J. Landman Gay via use-livecode
A few hours ago, I send a message to the mail list, a message that vanish
without trace. Now I am resending parts of that message. The rest of the
message is in the forum...

Peter Read wrote:
> One note of caution regarding the use of the "repeat for each" loop,
> whilst you will get a loop iteration for every value in the collection
> (fldhexa3 in your example), you are not guaranteed the order in
> which they will occur. This doesn't matter in a lot of cases but
> does matter when the sequence is significant.  In the case of your
> example I believe sequence is critical, otherwise the pixels might
> appear to be scrambled!

In my own setup, the control structure "repeat for each" is caching
the content of the working variable. This means that we could not
modify the content of this variable while the control structure is
working with it.

After reading your message, now I understand why this happens.
If developers are allowed to modify a variable used by a control
structure like "repeat for  each" then we could get unexpected
result as you describe: elements are processed in an out of order
sequence.

Ben Rubinstein wrote in response to Peter Reid:
> Are you sure? My understanding has always been that
> chunk items, e.g.
> repeat for each [ byte | char | word | item | line] <var> in <container>
> will always be sequential (indeed that's why this structure is fast)
> - it's only when dealing with hashed arrays that the sequence is
> not reliable, i.e.
> repeat for each key <var> in <array>
> repeat for each element <var> in <array>
> Do you have experience to the contrary?

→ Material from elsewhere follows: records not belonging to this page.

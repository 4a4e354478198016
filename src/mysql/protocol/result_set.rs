use serde::Serialize;

use crate::error::Result;
use crate::mysql::flags::CapabilityFlags;
use crate::mysql::packet::Packet;
use crate::mysql::types::ByteCursor;

/// Column metadata of a text result set, `Protocol::ColumnDefinition41`.
#[derive(Debug, Default, Clone, PartialEq, Eq, Serialize)]
pub struct ColumnDefinition {
    pub catalog: String,
    pub schema: String,
    pub table: String,
    pub org_table: String,
    pub name: String,
    pub org_name: String,
    pub character_set: u16,
    pub column_length: u32,
    pub column_type: u8,
    pub flags: u16,
    pub decimals: u8,
}

impl ColumnDefinition {
    pub fn from_packet(packet: &Packet) -> Result<ColumnDefinition> {
        let mut cursor = ByteCursor::new(&packet.body);

        let catalog = cursor.get_string_lenenc()?;
        let schema = cursor.get_string_lenenc()?;
        let table = cursor.get_string_lenenc()?;
        let org_table = cursor.get_string_lenenc()?;
        let name = cursor.get_string_lenenc()?;
        let org_name = cursor.get_string_lenenc()?;

        // always 0x0c
        let _fixed_length_fields = cursor.get_int_lenenc()?;

        // COM_FIELD_LIST appends default values, nobody needs them here.
        Ok(ColumnDefinition {
            catalog,
            schema,
            table,
            org_table,
            name,
            org_name,
            character_set: cursor.get_u16()?,
            column_length: cursor.get_u32()?,
            column_type: cursor.get_u8()?,
            flags: cursor.get_u16()?,
            decimals: cursor.get_u8()?,
        })
    }
}

/// Number of columns announced at the start of a result set, and whether
/// their definitions follow.
pub fn column_count(packet: &Packet, capabilities: CapabilityFlags) -> Result<(u64, bool)> {
    let mut cursor = ByteCursor::new(&packet.body);
    let count = cursor.get_int_lenenc()?;
    let metadata_follows =
        if capabilities.contains(CapabilityFlags::CLIENT_OPTIONAL_RESULTSET_METADATA) {
            cursor.get_u8()? != 0
        } else {
            true
        };
    Ok((count, metadata_follows))
}

#[cfg(test)]
mod tests {
    use super::*;
    use crate::error::Error;

    #[test]
    fn test_column_definition_decode() {
        let mut buf = vec![
            0x49u8, 0x00u8, 0x00u8, 0x02u8, 0x03u8, 0x64u8, 0x65u8, 0x66u8, 0x0cu8, 0x73u8,
            0x77u8, 0x69u8, 0x74u8, 0x63u8, 0x68u8, 0x72u8, 0x6fu8, 0x75u8, 0x74u8, 0x65u8,
            0x72u8, 0x0cu8, 0x74u8, 0x78u8, 0x6eu8, 0x70u8, 0x61u8, 0x72u8, 0x74u8, 0x69u8,
            0x63u8, 0x69u8, 0x30u8, 0x5fu8, 0x10u8, 0x74u8, 0x78u8, 0x6eu8, 0x5fu8, 0x70u8,
            0x61u8, 0x72u8, 0x74u8, 0x69u8, 0x63u8, 0x69u8, 0x70u8, 0x61u8, 0x6eu8, 0x74u8,
            0x73u8, 0x09u8, 0x69u8, 0x64u8, 0x31u8, 0x5fu8, 0x38u8, 0x35u8, 0x5fu8, 0x30u8,
            0x5fu8, 0x02u8, 0x69u8, 0x64u8, 0x0cu8, 0x3fu8, 0x00u8, 0x14u8, 0x00u8, 0x00u8,
            0x00u8, 0x08u8, 0x03u8, 0x42u8, 0x00u8, 0x00u8, 0x00u8, 0x00u8,
        ];
        let packet = Packet::extract(&mut buf).unwrap();
        let column = ColumnDefinition::from_packet(&packet).unwrap();

        assert_eq!("def", column.catalog);
        assert_eq!("switchrouter", column.schema);
        assert_eq!("txnpartici0_", column.table);
        assert_eq!("txn_participants", column.org_table);
        assert_eq!("id1_85_0_", column.name);
        assert_eq!("id", column.org_name);
        assert_eq!(63, column.character_set);
        assert_eq!(20, column.column_length);
        assert_eq!(0x08, column.column_type);
        assert_eq!(0x4203, column.flags);
        assert_eq!(0, column.decimals);
    }

    #[test]
    fn test_truncated_column_definition() {
        let mut buf = vec![0x05, 0x00, 0x00, 0x02, 0x03, 0x64, 0x65, 0x66, 0x00];
        let packet = Packet::extract(&mut buf).unwrap();
        assert!(matches!(
            ColumnDefinition::from_packet(&packet),
            Err(Error::Underrun { .. })
        ));
    }

    #[test]
    fn test_column_count() {
        let mut buf = vec![0x01, 0x00, 0x00, 0x01, 0x03];
        let packet = Packet::extract(&mut buf).unwrap();
        assert_eq!((3, true), column_count(&packet, CapabilityFlags::empty()).unwrap());
    }

    #[test]
    fn test_column_count_without_metadata() {
        let mut buf = vec![0x02, 0x00, 0x00, 0x01, 0x03, 0x00];
        let packet = Packet::extract(&mut buf).unwrap();
        let capabilities = CapabilityFlags::CLIENT_OPTIONAL_RESULTSET_METADATA;
        assert_eq!((3, false), column_count(&packet, capabilities).unwrap());

        let mut buf = vec![0x01, 0x00, 0x00, 0x01, 0x03];
        let packet = Packet::extract(&mut buf).unwrap();
        assert!(matches!(
            column_count(&packet, capabilities),
            Err(Error::Underrun { .. })
        ));
    }
}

As I wrote earlier in this same message, Peter could have found
some way to change the working variable in a repeat for each
control structure and the result is that elements are processed
with an out of order sequence.

By the way, after reading all comments and recommendations
about the atkinson dither algorithm, I wrote a new handler that
is a lot faster that my first handler, but the result STILL is not
visually identical to that handler.

My educated guess is that Atkinson dither algorithm requires
numbers with more than 2 numbers after the decimal point.
That is: 243.643578 instead of just 243.64
Later this week, I will try to discover the minimal number of
decimal numbers that this algorithm requires.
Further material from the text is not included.